Being pressured to do something as a last-minute activity is very stressful, and it is not how I want to serve in ministry. I understand time-sensitive situation that we are currently in where every day matters. I knew full well what I signed up for. Yet, I do not want what his happening right now to be the normal dynamics of how our ministry operates.
How can we serve in a surplus serving instead of a deficit? In other words, we need to build a structure to move away from deficiency needs and focus on growth needs. We need to work in the ministry, but as leaders, we need to also learn how to take a step back and work ON the ministry.
This goes to show how little long-term guidance this ministry has had in recent years. I agree with TC that we should give people freedom to accomplish a task and not guide them every single step of the way. However, we should give them all the tools and resources that they would possibly need to be successful.

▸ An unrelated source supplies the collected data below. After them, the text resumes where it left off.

impl From<String> for InputType {
    fn from(value: String) -> Self {
        match value.trim().to_uppercase().as_str() {
            "NUMBER" => InputType::Number,
            "DECIMAL" => InputType::Decimal,
            "BOOLEAN" => InputType::Boolean,
            "YES_NO" => InputType::YesNo,
            "PASS_FAIL" => InputType::PassFail,
            "TEXT" => InputType::Text,
            "TEXTAREA" => InputType::TextArea,
            "SELECT" => InputType::Select,
            "MULTI_SELECT" => InputType::MultiSelect,
            "DATE" => InputType::Date,
            "TIME" => InputType::Time,
            "DATETIME" => InputType::DateTime,
            "PHOTO" => InputType::Photo,
            "SIGNATURE" => InputType::Signature,
            other => InputType::Other(other.to_string()),
        }
    }
}

impl From<InputType> for String {
    fn from(value: InputType) -> Self {
        value.as_str().to_string()
    }
}

impl Display for InputType {
    fn fmt(&self, f: &mut Formatter<'_>) -> std::fmt::Result {
        f.write_str(self.as_str())
    }
}

/// Splits option text on newlines and commas, dropping blanks.
pub fn split_options(raw: &str) -> Vec<String> {
    raw.split(['\n', ','])
        .map(str::trim)
        .filter(|option| !option.is_empty())
        .map(str::to_string)
        .collect()
}

/// The backend sends SELECT options either as a list or as raw text.
fn deserialize_options<'de, D>(deserializer: D) -> Result<Vec<String>, D::Error>
where
    D: Deserializer<'de>,
{
    #[derive(Deserialize)]
    #[serde(untagged)]
    enum Options {
        List(Vec<String>),
        Text(String),
    }

    Ok(match Option::<Options>::deserialize(deserializer)? {
        Some(Options::List(list)) => list
            .into_iter()
            .map(|option| option.trim().to_string())
            .filter(|option| !option.is_empty())
            .collect(),
        Some(Options::Text(text)) => split_options(&text),
        None => Vec::new(),
    })
}

#[derive(Clone, Debug, Serialize, Deserialize, PartialEq)]
#[serde(rename_all = "camelCase")]
pub struct QcFormField {
    pub id: FieldId,
    pub field_key: String,
    pub label: String,
    pub input_type: InputType,
    #[serde(default)]
    pub field_order: i32,
    #[serde(default)]
    pub required: bool,
    #[serde(default)]
    pub min_value: Option<f64>,
    #[serde(default)]
    pub max_value: Option<f64>,
    #[serde(default)]
    pub target_value: Option<f64>,
    #[serde(default)]
    pub tolerance: Option<f64>,
    #[serde(default)]
    pub unit: Option<String>,
    #[serde(default, deserialize_with = "deserialize_options")]
    pub options: Vec<String>,
}

impl QcFormField {
    /// Whether a numeric reading falls outside the configured limits.
    pub fn out_of_range(&self, value: f64) -> bool {
        self.min_value.is_some_and(|min| value < min)
            || self.max_value.is_some_and(|max| value > max)
    }
}

#[derive(Clone, Debug, Serialize, Deserialize, PartialEq)]
#[serde(rename_all = "camelCase")]
pub struct QcFormSection {
    pub id: SectionId,
    pub name: String,
    #[serde(default)]
    pub description: Option<String>,
    #[serde(default, alias = "displayOrder")]
    pub section_order: i32,
    #[serde(default, alias = "repeatable")]
    pub is_repeatable: bool,
    #[serde(default)]
    pub repeat_count: Option<u32>,
    #[serde(default)]
    pub fields: Vec<QcFormField>,
}

impl QcFormSection {
    /// Sections are filled per sample only when repeatable more than once.
    pub fn is_repeating(&self) -> bool {
        self.is_repeatable && self.repeat_count.is_some_and(|count| count > 1)
    }

    /// Number of samples to capture; 1 for plain sections.
    pub fn sample_count(&self) -> u32 {
        if self.is_repeating() {
            self.repeat_count.unwrap_or(1)
        } else {
            1
        }
    }
}

#[derive(Clone, Debug, Serialize, Deserialize, PartialEq)]
#[serde(rename_all = "camelCase")]
pub struct QcFormTemplate {
    pub id: TemplateId,
    pub code: String,
    pub name: String,
    #[serde(default)]
    pub description: Option<String>,
    #[serde(default)]
    pub context_type: ContextType,
    #[serde(default)]
    pub schedule_type: Option<String>,
    #[serde(default)]
    pub version: i32,
    #[serde(default)]
    pub active: bool,
    #[serde(default)]
    pub requires_approval: bool,
    #[serde(default)]
    pub allow_partial_save: bool,
    #[serde(default)]
    pub company_id: Option<CompanyId>,
    #[serde(default)]
    pub company_name: Option<String>,
    #[serde(default)]
    pub machine_ids: Vec<MachineId>,
    #[serde(default)]
    pub machine_names: Option<String>,
    #[serde(default)]
    pub product_id: Option<ProductId>,
    #[serde(default)]
    pub product_name: Option<String>,
    #[serde(default)]
    pub sections: Vec<QcFormSection>,
    #[serde(default)]
    pub created_at: Option<NaiveDateTime>,
    #[serde(default)]
    pub updated_at: Option<NaiveDateTime>,
}

impl QcFormTemplate {
    pub fn control_point_count(&self) -> usize {
        self.sections.iter().map(|section| section.fields.len()).sum()
    }

    pub fn section(&self, id: SectionId) -> Option<&QcFormSection> {
        self.sections.iter().find(|section| section.id == id)
    }

    /// Sections rendered inline as a single form.
    pub fn plain_sections(&self) -> impl Iterator<Item = &QcFormSection> {
        self.sections.iter().filter(|section| !section.is_repeating())
    }

    /// Sections rendered as sample grids.
    pub fn repeating_sections(&self) -> impl Iterator<Item = &QcFormSection> {
        self.sections.iter().filter(|section| section.is_repeating())
    }

    /// Product or machine the template is attached to, for list views.
    pub fn subject(&self) -> &str {
        self.product_name
            .as_deref()
            .or(self.machine_names.as_deref())
            .unwrap_or("-")
    }

    pub fn matches(&self, needle: &str) -> bool {
        let needle = needle.trim().to_lowercase();
        needle.is_empty()
            || self.name.to_lowercase().contains(&needle)
            || self.code.to_lowercase().contains(&needle)
    }
}

#[derive(Clone, Debug, Serialize, PartialEq)]
#[serde(rename_all = "camelCase")]
pub struct QcFormFieldRequest {
    pub field_order: i32,
    pub field_key: String,
    pub label: String,
    pub input_type: InputType,
    #[serde(skip_serializing_if = "Option::is_none")]
    pub min_value: Option<f64>,
    #[serde(skip_serializing_if = "Option::is_none")]
    pub max_value: Option<f64>,
    #[serde(skip_serializing_if = "Option::is_none")]
    pub target_value: Option<f64>,
    #[serde(skip_serializing_if = "Option::is_none")]
    pub unit: Option<String>,
    pub required: bool,
    #[serde(skip_serializing_if = "Option::is_none")]
    pub options: Option<Vec<String>>,
}

#[derive(Clone, Debug, Serialize, PartialEq)]
#[serde(rename_all = "camelCase")]
pub struct QcFormSectionRequest {
    pub section_order: i32,
    pub name: String,
    pub is_repeatable: bool,
    #[serde(skip_serializing_if = "Option::is_none")]
    pub repeat_count: Option<u32>,
    pub fields: Vec<QcFormFieldRequest>,
}

/// Payload accepted by `POST /qc-templates` and `PUT /qc-templates/{id}`.
#[derive(Clone, Debug, Serialize, PartialEq)]
#[serde(rename_all = "camelCase")]
pub struct QcFormTemplateRequest {
    pub code: EntityCode,
    pub name: EntityName,
    #[serde(skip_serializing_if = "Option::is_none")]
    pub description: Option<String>,
    pub context_type: ContextType,
    #[serde(skip_serializing_if = "Option::is_none")]
    pub product_id: Option<ProductId>,
    #[serde(skip_serializing_if = "Vec::is_empty")]
    pub machine_ids: Vec<MachineId>,
    pub requires_approval: bool,
    pub allow_partial_save: bool,
    pub active: bool,
    pub sections: Vec<QcFormSectionRequest>,
}

/// Template-level settings edited above the control point list.
#[derive(Clone, Debug, Default, Serialize, PartialEq)]
pub struct TemplateHeader {
    pub code: String,
    pub name: String,
    pub description: String,
    pub context_type: ContextType,
    pub product_id: Option<ProductId>,
    pub machine_id: Option<MachineId>,
    pub requires_approval: bool,
    pub allow_partial_save: bool,
}
//! Machine master data (belongs to a location).

use chrono::NaiveDateTime;
use serde::{Deserialize, Serialize};

use crate::domain::types::{EntityCode, EntityName, LocationId, MachineId, UserId};

/// Live status snapshot attached to a machine by the backend.
#[derive(Clone, Debug, Serialize, Deserialize, PartialEq)]
#[serde(rename_all = "camelCase")]
pub struct MachineStatus {
    pub current_status: String,
    #[serde(default)]
    pub current_operator_id: Option<UserId>,
    #[serde(default)]
    pub current_operator_name: Option<String>,
    #[serde(default)]
    pub status_since: Option<NaiveDateTime>,
    #[serde(default)]
    pub estimated_finish_at: Option<NaiveDateTime>,
}

/// Machine record returned by `/machines`.
#[derive(Clone, Debug, Serialize, Deserialize, PartialEq)]
#[serde(rename_all = "camelCase")]
pub struct Machine {
    pub id: MachineId,
    pub location_id: LocationId,
    #[serde(default)]
    pub location_name: Option<String>,
    pub code: String,
    pub name: String,
    #[serde(default, rename = "type")]
    pub machine_type: Option<String>,
    #[serde(default)]
    pub active: bool,
    #[serde(default)]
    pub maintenance_mode: bool,
    #[serde(default)]
    pub status: Option<MachineStatus>,
    #[serde(default)]
    pub created_at: Option<NaiveDateTime>,
    #[serde(default)]
    pub updated_at: Option<NaiveDateTime>,
}

impl Machine {
    /// Status label shown in tables; maintenance mode wins over live status.
    pub fn status_label(&self) -> &str {
        if self.maintenance_mode {
            "MAINTENANCE"
        } else {
            self.status
                .as_ref()
                .map(|status| status.current_status.as_str())
                .unwrap_or("IDLE")
        }
    }
}

/// Payload accepted by `POST /machines` and `PUT /machines/{id}`.
#[derive(Clone, Debug, Serialize, PartialEq)]
#[serde(rename_all = "camelCase")]
pub struct MachineRequest {
    pub location_id: LocationId,
    pub code: EntityCode,
    pub name: EntityName,
    #[serde(rename = "type", skip_serializing_if = "Option::is_none")]
    pub machine_type: Option<String>,
    pub active: bool,
    pub maintenance_mode: bool,
}

#[cfg(test)]
mod tests {
    use super::*;

    #[test]
    fn deserializes_backend_payload() {
        let json = r#"{
            "id": 4,
            "locationId": 2,
            "locationName": "Hall A",
            "code": "CNC-4",
            "name": "CNC Lathe",
            "type": "LATHE",
            "active": true,
            "maintenanceMode": false,
            "status": {"currentStatus": "RUNNING", "currentOperatorName": "Ayse"},
            "createdAt": "2025-01-10T08:30:00"
        }"#;

        let machine: Machine = serde_json::from_str(json).unwrap();

        assert_eq!(machine.id.get(), 4);
        assert_eq!(machine.machine_type.as_deref(), Some("LATHE"));
        assert_eq!(machine.status_label(), "RUNNING");
    }

    #[test]
    fn maintenance_overrides_status() {
        let machine = Machine {
            id: MachineId::new(1).unwrap(),
            location_id: LocationId::new(1).unwrap(),
            location_name: None,
            code: "M1".to_string(),
            name: "Press".to_string(),
            machine_type: None,
            active: true,
            maintenance_mode: true,
            status: None,
            created_at: None,
            updated_at: None,
        };

        assert_eq!(machine.status_label(), "MAINTENANCE");
    }
}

Another aspect that makes me feel frustrated is how unsure and vague everything is. Yesterday, I learned that the illegitimate social media accounts, a huge detriment to this ministry, were finally taken down. If you include the strange financial behavior from recent days, I wonder what others were thinking. Is this a gesture of kindness to open up communication, or are they backtracking and trying to cover up past mistakes for when there is a call for legitimate reconciliation.
The time that I have been serving in my ministry has been eating up time that I’m supposed to be using for my first year as a teacher. Everyone knows that this occupation is stressful. Especially the first year.
Although I have many frustrations, I love serving in this ministry. Despite my frustrations, I have never felt so tight-knit to to a team in all my years serving in leadership. The time and effort and the care that everyone puts in this ministry is something that I would like to imitate in the future.
I’ve been thinking about how to be more productive, but I also want to make sure that I do everything with completeness and fullness according to the advice given by RY, an older ministry attendee.